Selon un nouveau rapport Selon le Pew Research Center, 65% des Américains pensent que le pays devrait donner la priorité au développement de formes alternatives d'énergie comme l'éolien et le solaire. Seulement 27 % disent que les États-Unis devraient se concentrer davantage sur l'expansion du pétrole, du gaz et du charbon.

Cela correspond plus ou moins à l'évolution récente du secteur énergétique du pays : les énergies renouvelables augmentent rapidement en termes de capacité installée, les émissions globales de carbone sont à la baisse et la production d'énergie à partir du charbon décline rapidement (grâce en grande partie à un boom du gaz naturel).



Ces tendances ne pourraient pas être plus différentes du cours que le président Trump semble tracer pour la politique énergétique américaine.

La position optimiste de Trump sur les combustibles fossiles et le mépris de l'importance de la réduction des émissions de carbone remontent au moins à la campagne électorale, où il a fait des déclarations impétueuses sur la résurrection de l'industrie du charbon et a tweeté que le changement climatique était un canular perpétré par la Chine (bien qu'il ait dit plus tard c'était une blague et qu'il était garder l'esprit ouvert sur le changement climatique). Ses nominations au cabinet incluent l'ancien PDG d'ExxonMobil, Rex Tillerson, et l'ancien gouverneur du Texas, Rick Perry, qui était auparavant siégé aux conseils d'administration de deux sociétés d'oléoducs .
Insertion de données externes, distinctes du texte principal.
//! Text normalization: case folding, punctuation and stopword removal,
//! and rule-based lemmatization.
//!
//! Every stage is a pure function of its input. Identical input always
//! yields the identical token sequence regardless of call order; the
//! normalizer holds no mutable state. Missing or empty input yields an
//! empty sequence, never an error.

use std::collections::{HashMap, HashSet};

/// English stopwords dropped during normalization.
///
/// Includes the inflected forms of auxiliary verbs so that lemmatization
/// output stays closed under the stopword filter.
const STOP_WORDS: &[&str] = &[
    "a", "about", "above", "after", "again", "all", "an", "and", "any", "are", "as", "at", "be",
    "because", "been", "being", "below", "between", "both", "but", "by", "did", "do", "does",
    "doing", "down", "during", "each", "few", "for", "from", "further", "had", "has", "have",
    "having", "he", "her", "here", "him", "his", "how", "i", "if", "in", "into", "is", "it",
    "its", "just", "more", "most", "no", "nor", "not", "of", "off", "on", "once", "only", "or",
    "other", "our", "out", "over", "own", "same", "she", "so", "some", "such", "than", "that",
    "the", "their", "them", "then", "there", "these", "they", "this", "those", "through", "to",
    "under", "until", "up", "very", "was", "we", "were", "what", "when", "where", "which",
    "while", "who", "why", "will", "with", "you", "your",
];

/// Irregular plural and inflection forms that the suffix rules cannot reach.
const LEMMA_EXCEPTIONS: &[(&str, &str)] = &[
    ("analyses", "analysis"),
    ("bacteria", "bacterium"),
    ("children", "child"),
    ("criteria", "criterion"),
    ("diagnoses", "diagnosis"),
    ("feet", "foot"),
    ("men", "man"),
    ("mice", "mouse"),
    ("teeth", "tooth"),
    ("women", "woman"),
];

/// Deterministic text → token-sequence transform.
///
/// The stopword set and lemma exception table are constructor inputs; the
/// defaults cover common English. Construction is the only place behavior
/// is configured — `normalize` itself is stateless.
#[derive(Debug, Clone)]
pub struct Normalizer {
    stop_words: HashSet<String>,
    lemma_exceptions: HashMap<String, String>,
}

impl Default for Normalizer {
    fn default() -> Self {
        Self::new(
            STOP_WORDS.iter().map(|w| w.to_string()),
            LEMMA_EXCEPTIONS
                .iter()
                .map(|(k, v)| (k.to_string(), v.to_string())),
        )
    }
}

impl Normalizer {
    /// Creates a normalizer with an explicit stopword set and lemma
    /// exception table.
    pub fn new(
        stop_words: impl IntoIterator<Item = String>,
        lemma_exceptions: impl IntoIterator<Item = (String, String)>,
    ) -> Self {
        Self {
            stop_words: stop_words.into_iter().collect(),
            lemma_exceptions: lemma_exceptions.into_iter().collect(),
        }
    }

    /// Normalizes text into an ordered token sequence.
    ///
    /// Steps, in order: discard characters outside the alphanumeric /
    /// whitespace set, fold to lowercase, split on whitespace, drop
    /// stopwords, lemmatize. `None` yields an empty sequence.
    pub fn normalize(&self, text: Option<&str>) -> Vec<String> {
        let text = match text {
            Some(t) => t,
            None => return Vec::new(),
        };

        let cleaned: String = text
            .chars()
            .filter(|c| c.is_alphanumeric() || c.is_whitespace())
            .flat_map(|c| c.to_lowercase())
            .collect();

        cleaned
            .split_whitespace()
            .filter(|token| !self.stop_words.contains(*token))
            .map(|token| self.lemmatize(token))
            // A lemma may itself be a stopword ("being" → "be"); dropping it
            // here keeps normalization idempotent.
            .filter(|lemma| !self.stop_words.contains(lemma))
            .collect()
    }

    /// Normalizes text and joins the tokens with single spaces.
    ///
    /// Used to derive a document's searchable normalized-text field and to
    /// flatten an OR-term into one matchable string.
    pub fn normalize_joined(&self, text: Option<&str>) -> String {
        self.normalize(text).join(" ")
    }

    /// Reduces a lowercase token to its canonical lemma.
    ///
    /// Exception table first, then fixed suffix rules: plural stripping
    /// ("studies" → "study", "viruses" → "virus", "patients" → "patient")
    /// and inflection stripping with consonant undoubling ("running" →
    /// "run", "infected" → "infect"). A token the rules cannot shorten
    /// safely is returned unchanged.
    fn lemmatize(&self, token: &str) -> String {
        if let Some(lemma) = self.lemma_exceptions.get(token) {
            return lemma.clone();
        }
        if token.len() <= 3 || !token.is_ascii() {
            return token.to_string();
        }

        if let Some(stem) = token.strip_suffix("ies") {
            if !stem.is_empty() {
                return format!("{}y", stem);
            }
        }
        // Only strip "es" after suffixes English pluralizes that way
        // ("classes", "viruses", "boxes", "branches"); a bare trailing "s"
        // ("diseases") is the plain plural and must fall through to the
        // `s` rule so the lemma is stable under re-normalization.
        if let Some(stem) = token.strip_suffix("es") {
            if stem.ends_with("ss")
                || stem.ends_with("us")
                || stem.ends_with("is")
                || stem.ends_with('x')
                || stem.ends_with('z')
                || stem.ends_with("ch")
                || stem.ends_with("sh")
            {
                return stem.to_string();
            }
        }
        if token.ends_with('s')
            && !token.ends_with("ss")
            && !token.ends_with("us")
            && !token.ends_with("is")
        {
            return token[..token.len() - 1].to_string();
        }
        if token.len() >= 6 {
            if let Some(stem) = token.strip_suffix("ing") {
                if let Some(lemma) = undouble(stem) {
                    return lemma;
                }
            }
        }
        if token.len() >= 5 {
            if let Some(stem) = token.strip_suffix("ed") {
                if let Some(lemma) = undouble(stem) {
                    return lemma;
                }
            }
        }
        token.to_string()
    }
}

/// Finishes inflection stripping: rejects stems with no vowel (the suffix
/// was not an inflection, e.g. "bring") and collapses a doubled final
/// consonant ("runn" → "run") except for l/s/z, which English doubles
/// legitimately ("fall", "pass", "buzz").
fn undouble(stem: &str) -> Option<String> {
    let bytes = stem.as_bytes();
    if !bytes.iter().any(|b| is_vowel(*b)) {
        return None;
    }
    let n = bytes.len();
    if n >= 3
        && bytes[n - 1] == bytes[n - 2]
        && !is_vowel(bytes[n - 1])
        && !matches!(bytes[n - 1], b'l' | b's' | b'z')
    {
        return Some(stem[..n - 1].to_string());
    }
    Some(stem.to_string())
}

fn is_vowel(b: u8) -> bool {
    matches!(b, b'a' | b'e' | b'i' | b'o' | b'u')
}

#[cfg(test)]
mod tests {
    use super::*;

    fn norm() -> Normalizer {
        Normalizer::default()
    }

    // ── Totality and determinism ──────────────────────────────────────

    #[test]
    fn test_missing_input_yields_empty() {
        assert!(norm().normalize(None).is_empty());
    }

    #[test]
    fn test_empty_and_punctuation_only_yield_empty() {
        let n = norm();
        assert!(n.normalize(Some("")).is_empty());
        assert!(n.normalize(Some("   ")).is_empty());
        assert!(n.normalize(Some("!!! ... ???")).is_empty());
    }

    #[test]
    fn test_deterministic_across_calls() {
        let n = norm();
        let first = n.normalize(Some("Fever and COUGH in patients"));
        let second = n.normalize(Some("Fever and COUGH in patients"));
        assert_eq!(first, second);
    }

    // ── Case folding, punctuation, stopwords ──────────────────────────

    #[test]
    fn test_case_fold_and_stopword_removal() {
        let tokens = norm().normalize(Some("The Fever AND the Cough"));
        assert_eq!(tokens, vec!["fever", "cough"]);
    }

    #[test]
    fn test_punctuation_stripped() {
        let tokens = norm().normalize(Some("(fever), cough-like; symptoms!"));
        assert_eq!(tokens, vec!["fever", "coughlike", "symptom"]);
    }

    #[test]
    fn test_order_preserved() {
        let tokens = norm().normalize(Some("cough before fever"));
        assert_eq!(tokens, vec!["cough", "before", "fever"]);
    }

    // ── Lemmatization ─────────────────────────────────────────────────

    #[test]
    fn test_suffix_rules() {
        let n = norm();
        assert_eq!(n.normalize(Some("running")), vec!["run"]);
        assert_eq!(n.normalize(Some("patients")), vec!["patient"]);
        assert_eq!(n.normalize(Some("studies")), vec!["study"]);
        assert_eq!(n.normalize(Some("viruses")), vec!["virus"]);
        assert_eq!(n.normalize(Some("infected")), vec!["infect"]);
        assert_eq!(n.normalize(Some("classes")), vec!["class"]);
        assert_eq!(n.normalize(Some("diseases")), vec!["disease"]);
        assert_eq!(n.normalize(Some("increases")), vec!["increase"]);
    }

    #[test]
    fn test_suffix_rules_leave_short_or_vowelless_tokens() {
        let n = norm();
        assert_eq!(n.normalize(Some("gas")), vec!["gas"]);
        assert_eq!(n.normalize(Some("bring")), vec!["bring"]);
        assert_eq!(n.normalize(Some("falling")), vec!["fall"]);
    }

    #[test]
    fn test_exception_table() {
        let n = norm();
        assert_eq!(n.normalize(Some("diagnoses")), vec!["diagnosis"]);
        assert_eq!(n.normalize(Some("children")), vec!["child"]);
    }

    #[test]
    fn test_custom_configuration() {
        let n = Normalizer::new(
            vec!["foo".to_string()],
            vec![("bar".to_string(), "baz".to_string())],
        );
        assert_eq!(n.normalize(Some("foo bar")), vec!["baz"]);
    }

    // ── Idempotence ───────────────────────────────────────────────────

    #[test]
    fn test_normalize_is_idempotent() {
        let n = norm();
        for input in [
            "Patients running fevers, coughing badly",
            "Diagnoses of the children being studied",
            "COVID-19 vaccine trials: interim analyses",
            "Diseases whose phrases increase database releases",
        ] {
            let once = n.normalize(Some(input));
            let joined = once.join(" ");
            let twice = n.normalize(Some(&joined));
            assert_eq!(once, twice, "not idempotent for {:?}", input);
        }
    }
}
S'il y avait des doutes sur la direction que cela prenait, ils ont été effacés mardi lorsque Trump a signé une série de notes exécutives visant à stimuler la production et la consommation de combustibles fossiles. Deux des documents ont ressuscité le pipeline Keystone XL et ont facilité la voie à suivre pour l'achèvement du pipeline Dakota Access, tandis qu'un troisième a ordonné que les pipelines construits aux États-Unis soient construits avec de l'acier américain. Plus tard, des responsables de l'administration Trump ont déclaré aux employés de l'EPA supprimer la page de l'agence sur le changement climatique .



Il est probable que ce ne sera que le début de ce qui semble être un changement sismique dans la politique énergétique. L'administration Obama a défendu la recherche sur les énergies renouvelables et a conçu le Clean Power Plan comme un moyen pour l'EPA de fixer des limites sur les émissions de carbone. L'administration Trump, pas tellement : le ministère de l'Énergie semble prêt pour des coupes profondes , y compris l'élimination des bureaux qui supervisent les initiatives sur les énergies renouvelables et l'efficacité énergétique. Et le célèbre négationniste du climat Myron Ebell, un membre éminent de l'équipe de transition de Trump, a une liste de souhaits de choses qu'il veut interdire à l'EPA de poursuivre .

Si ces changements se produisent, ils seront mis en œuvre en dépit de l'opinion publique et des tendances dans le secteur de l'énergie, et non à cause d'eux.

(Lire la suite: New York Times , Promesse vide de Trump au pays du charbon )



Cette histoire a été mise à jour le 25 janvier 2017 pour inclure des nouvelles de la décision de l'administration Trump de supprimer la page sur le changement climatique sur le site Web de l'EPA.